Respondent filed an Election of Rights form on August 30, 2008, indicating that he disputed the factual allegations in the Administrative Complaint and requested a disputed fact hearing. On December 10, 2009, the matter was forwarded to the Division of Administrative Hearings for assignment of an administrative law judge.
The case was assigned to the undersigned and on December 19, 2008, a Notice of Hearing was issued scheduling the case to be heard on March 3, 2009. A request for a continuance filed by Petitioner was denied, and the case proceeded as scheduled. On the day before hearing, Respondent filed an Amended Motion for Dismissal, which was denied at the commencement of the hearing.
On March 2, 2009, Petitioner also filed a Motion to Amend the Administrative Complaint.

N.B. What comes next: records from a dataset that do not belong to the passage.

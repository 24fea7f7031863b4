//! Selection pricing.

use bookhub_core::types::Money;
use bookhub_entity::Resource;

/// Converts a selection into a total charge.
///
/// Deterministic and pure: `total = hourly_rate × (slots × 0.5h)`, computed
/// in minor units. Zero slots price to zero; confirmability of an empty
/// selection is rejected upstream, not here.
#[derive(Debug, Clone, Copy, Default)]
pub struct PricingEngine {
    /// Slot length in minutes, used to convert slot counts to hours.
    slot_duration_minutes: u32,
}

impl PricingEngine {
    /// Create a pricing engine for the venue slot length.
    pub fn new(slot_duration_minutes: u32) -> Self {
        Self {
            slot_duration_minutes,
        }
    }

    /// Total charge for `slot_count` slots of a resource.
    ///
    /// The per-slot charge is rounded half a paisa up once and then scaled
    /// by the count, so the total is exactly linear in the slot count.
    pub fn price(&self, resource: &Resource, slot_count: usize) -> Money {
        // rate × minutes / 60 in integer paise, rounded once per slot.
        let per_slot = Money::from_minor(
            (resource
                .hourly_rate
                .times(self.slot_duration_minutes)
                .minor_units()
                + 30)
                / 60,
        );
        per_slot.times(slot_count as u32)
    }
}
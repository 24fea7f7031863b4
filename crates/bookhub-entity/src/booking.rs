//! Confirmed booking model.

use chrono::{DateTime, NaiveDate, Utc};
use serde::{Deserialize, Serialize};

use bookhub_core::types::{BookingId, Money, ResourceId, SlotIndex};

/// An immutable record of a confirmed reservation.
///
/// Created only by a successful `try_commit`; its slots stay reserved until
/// the booking is cancelled.
#[derive(Debug, Clone, PartialEq, Eq, Serialize, Deserialize)]
pub struct Booking {
    /// Unique booking identifier, generated at confirmation time.
    pub id: BookingId,
    /// The booked resource.
    pub resource_id: ResourceId,
    /// The booked date.
    pub date: NaiveDate,
    /// Booked slot indices, sorted ascending.
    pub slot_indices: Vec<SlotIndex>,
    /// Total charge, priced at confirmation time.
    pub total: Money,
    /// When the booking was confirmed.
    pub created_at: DateTime<Utc>,
}

impl Booking {
    /// Number of booked slots.
    pub fn slot_count(&self) -> usize {
        self.slot_indices.len()
    }

    /// Booked duration in whole minutes, given the venue slot length.
    pub fn duration_minutes(&self, slot_duration_minutes: u32) -> u32 {
        self.slot_indices.len() as u32 * slot_duration_minutes
    }

    /// First and last booked slot index.
    ///
    /// `None` only for a booking with no slots, which `try_commit` never
    /// produces.
    pub fn slot_span(&self) -> Option<(SlotIndex, SlotIndex)> {
        Some((
            *self.slot_indices.first()?,
            *self.slot_indices.last()?,
        ))
    }
}

#[cfg(test)]
mod tests {
    use super::*;

    fn booking(indices: Vec<SlotIndex>) -> Booking {
        Booking {
            id: BookingId::new(),
            resource_id: ResourceId::new(),
            date: NaiveDate::from_ymd_opt(2025, 6, 20).unwrap(),
            slot_indices: indices,
            total: Money::from_major(100),
            created_at: Utc::now(),
        }
    }

    #[test]
    fn duration_follows_slot_count() {
        assert_eq!(booking(vec![1, 2]).duration_minutes(30), 60);
        assert_eq!(booking(vec![5]).duration_minutes(30), 30);
    }

    #[test]
    fn slot_span_covers_first_and_last() {
        assert_eq!(booking(vec![3, 4, 9]).slot_span(), Some((3, 9)));
        assert_eq!(booking(vec![]).slot_span(), None);
    }
}
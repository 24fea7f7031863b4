//! # bookhub-engine
//!
//! Scheduling logic for BookHub. The generators ([`calendar`], [`slots`])
//! are pure functions of their inputs; [`selection`] holds one session's
//! in-progress choice; [`reservation`] orchestrates the whole booking flow
//! as an explicit state machine over the availability store.

pub mod calendar;
pub mod catalog;
pub mod pricing;
pub mod reservation;
pub mod selection;
pub mod slots;

pub use calendar::CalendarGenerator;
pub use catalog::ResourceCatalog;
pub use pricing::PricingEngine;
pub use reservation::{ReservationService, ReservationState};
pub use selection::SelectionManager;
pub use slots::SlotGenerator;
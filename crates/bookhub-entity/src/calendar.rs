//! Calendar day and month-grid cell models.

use chrono::{Datelike, NaiveDate};
use serde::{Deserialize, Serialize};

/// One selectable day in the booking calendar.
///
/// Generated on demand, never persisted.
#[derive(Debug, Clone, Copy, PartialEq, Eq, Serialize, Deserialize)]
pub struct CalendarDay {
    /// The concrete date.
    pub date: NaiveDate,
    /// Day-of-month, 1-based.
    pub day_of_month: u32,
    /// Whether this day may be booked (not in the past, within horizon).
    pub is_bookable: bool,
}

impl CalendarDay {
    /// Build a day cell, deriving bookability from `today`.
    pub fn new(date: NaiveDate, today: NaiveDate, within_horizon: bool) -> Self {
        Self {
            date,
            day_of_month: date.day(),
            is_bookable: within_horizon && date >= today,
        }
    }
}

/// One cell of the 7-column month grid.
///
/// The grid starts on Sunday; `Leading` cells pad the first week so day 1
/// lands under its actual weekday column.
#[derive(Debug, Clone, Copy, PartialEq, Eq, Serialize, Deserialize)]
pub enum CalendarCell {
    /// A padding cell before the first day of the month.
    Leading,
    /// An actual day of the month.
    Day(CalendarDay),
}

impl CalendarCell {
    /// The day in this cell, if it is not padding.
    pub fn day(&self) -> Option<&CalendarDay> {
        match self {
            Self::Leading => None,
            Self::Day(day) => Some(day),
        }
    }
}
//! In-memory availability store for single-node deployments.
//!
//! One `tokio::sync::Mutex` guards each (resource, date) day, so commits on
//! the same day are serialized while different days proceed independently.

use std::collections::BTreeMap;
use std::sync::Arc;

use async_trait::async_trait;
use chrono::{NaiveDate, Utc};
use dashmap::DashMap;
use tokio::sync::Mutex;
use tracing::{info, warn};

use bookhub_core::BookingError;
use bookhub_core::result::BookingResult;
use bookhub_core::types::{BookingId, Money, ResourceId, SlotIndex};
use bookhub_entity::Booking;

use crate::store::AvailabilityStore;

/// Key of one bookable day for one resource.
type DayKey = (ResourceId, NaiveDate);

/// Mutable per-day state: which slot belongs to which booking.
#[derive(Debug, Default)]
struct DayState {
    /// Taken slots, keyed by index.
    taken: BTreeMap<SlotIndex, BookingId>,
}

/// In-memory availability store.
///
/// Suitable for single-node deployments and tests.
#[derive(Debug, Clone, Default)]
pub struct MemoryAvailabilityStore {
    /// Per-day state; the inner mutex serializes commits within a day.
    days: Arc<DashMap<DayKey, Arc<Mutex<DayState>>>>,
    /// All committed bookings by id.
    bookings: Arc<DashMap<BookingId, Booking>>,
}

impl MemoryAvailabilityStore {
    /// Create an empty store.
    pub fn new() -> Self {
        Self::default()
    }

    /// The day entry for a key, created on first touch.
    ///
    /// The dashmap guard is dropped before the caller awaits the inner
    /// mutex, so shard locks are never held across await points.
    fn day(&self, key: DayKey) -> Arc<Mutex<DayState>> {
        self.days.entry(key).or_default().clone()
    }
}

#[async_trait]
impl AvailabilityStore for MemoryAvailabilityStore {
    async fn query_availability(
        &self,
        resource_id: ResourceId,
        date: NaiveDate,
        slot_count: SlotIndex,
    ) -> BookingResult<BTreeMap<SlotIndex, bool>> {
        let day = self.day((resource_id, date));
        let state = day.lock().await;
        Ok((1..=slot_count)
            .map(|index| (index, !state.taken.contains_key(&index)))
            .collect())
    }

    async fn try_commit(
        &self,
        resource_id: ResourceId,
        date: NaiveDate,
        indices: &[SlotIndex],
        total: Money,
    ) -> BookingResult<Booking> {
        if indices.is_empty() {
            return Err(BookingError::EmptySelection);
        }

        let day = self.day((resource_id, date));
        let mut state = day.lock().await;

        let conflicts: Vec<SlotIndex> = indices
            .iter()
            .copied()
            .filter(|index| state.taken.contains_key(index))
            .collect();
        if !conflicts.is_empty() {
            warn!(
                resource_id = %resource_id,
                date = %date,
                conflicts = ?conflicts,
                "Commit rejected, slots already taken"
            );
            return Err(BookingError::Conflict { slots: conflicts });
        }

        let mut slot_indices: Vec<SlotIndex> = indices.to_vec();
        slot_indices.sort_unstable();
        slot_indices.dedup();

        let booking = Booking {
            id: BookingId::new(),
            resource_id,
            date,
            slot_indices,
            total,
            created_at: Utc::now(),
        };
        for index in &booking.slot_indices {
            state.taken.insert(*index, booking.id);
        }
        self.bookings.insert(booking.id, booking.clone());

        info!(
            booking_id = %booking.id,
            resource_id = %resource_id,
            date = %date,
            slots = booking.slot_count(),
            total = %booking.total,
            "Booking committed"
        );
        Ok(booking)
    }

    async fn cancel(&self, booking_id: BookingId) -> BookingResult<()> {
        // Resolve the day first so the removal happens under the same lock
        // that serializes commits for that day.
        let key = match self.bookings.get(&booking_id) {
            Some(booking) => (booking.resource_id, booking.date),
            None => return Err(BookingError::NotFound { booking_id }),
        };

        let day = self.day(key);
        let mut state = day.lock().await;

        // Re-check under the lock: a concurrent cancel may have won.
        let Some((_, booking)) = self.bookings.remove(&booking_id) else {
            return Err(BookingError::NotFound { booking_id });
        };
        for index in &booking.slot_indices {
            state.taken.remove(index);
        }
        if state.taken.is_empty() {
            drop(state);
            // Evict only when the map and this handle are the sole owners;
            // another task still holding the Arc must keep mutating the
            // same state the map serves out.
            self.days.remove_if(&key, |_, day| Arc::strong_count(day) == 2);
        }

        info!(
            booking_id = %booking_id,
            resource_id = %booking.resource_id,
            date = %booking.date,
            slots = booking.slot_count(),
            "Booking cancelled, slots released"
        );
        Ok(())
    }

    async fn get_booking(&self, booking_id: BookingId) -> BookingResult<Booking> {
        self.bookings
            .get(&booking_id)
            .map(|entry| entry.clone())
            .ok_or(BookingError::NotFound { booking_id })
    }

    async fn list_bookings(
        &self,
        resource_id: ResourceId,
        date: NaiveDate,
    ) -> BookingResult<Vec<Booking>> {
        let mut bookings: Vec<Booking> = self
            .bookings
            .iter()
            .filter(|entry| entry.resource_id == resource_id && entry.date == date)
            .map(|entry| entry.clone())
            .collect();
        bookings.sort_by_key(|b| b.created_at);
        Ok(bookings)
    }

    async fn health_check(&self) -> BookingResult<bool> {
        Ok(true)
    }
}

The Motion sought to eliminate those factual allegations related to the 2004-2005 school year and Respondent's violation of directives during the investigation of the 2004-2005 school-year conduct, and to allege additional statutory and rule violations with respect to the remaining conduct.
After discussion of the proposed amendment at the commencement of the hearing, Respondent did not object to the amendment of the Administrative Complaint and the Motion to Amend was granted. Respondent was also given the opportunity to have the case continued in light of the amendments, and chose to go forward with the hearing.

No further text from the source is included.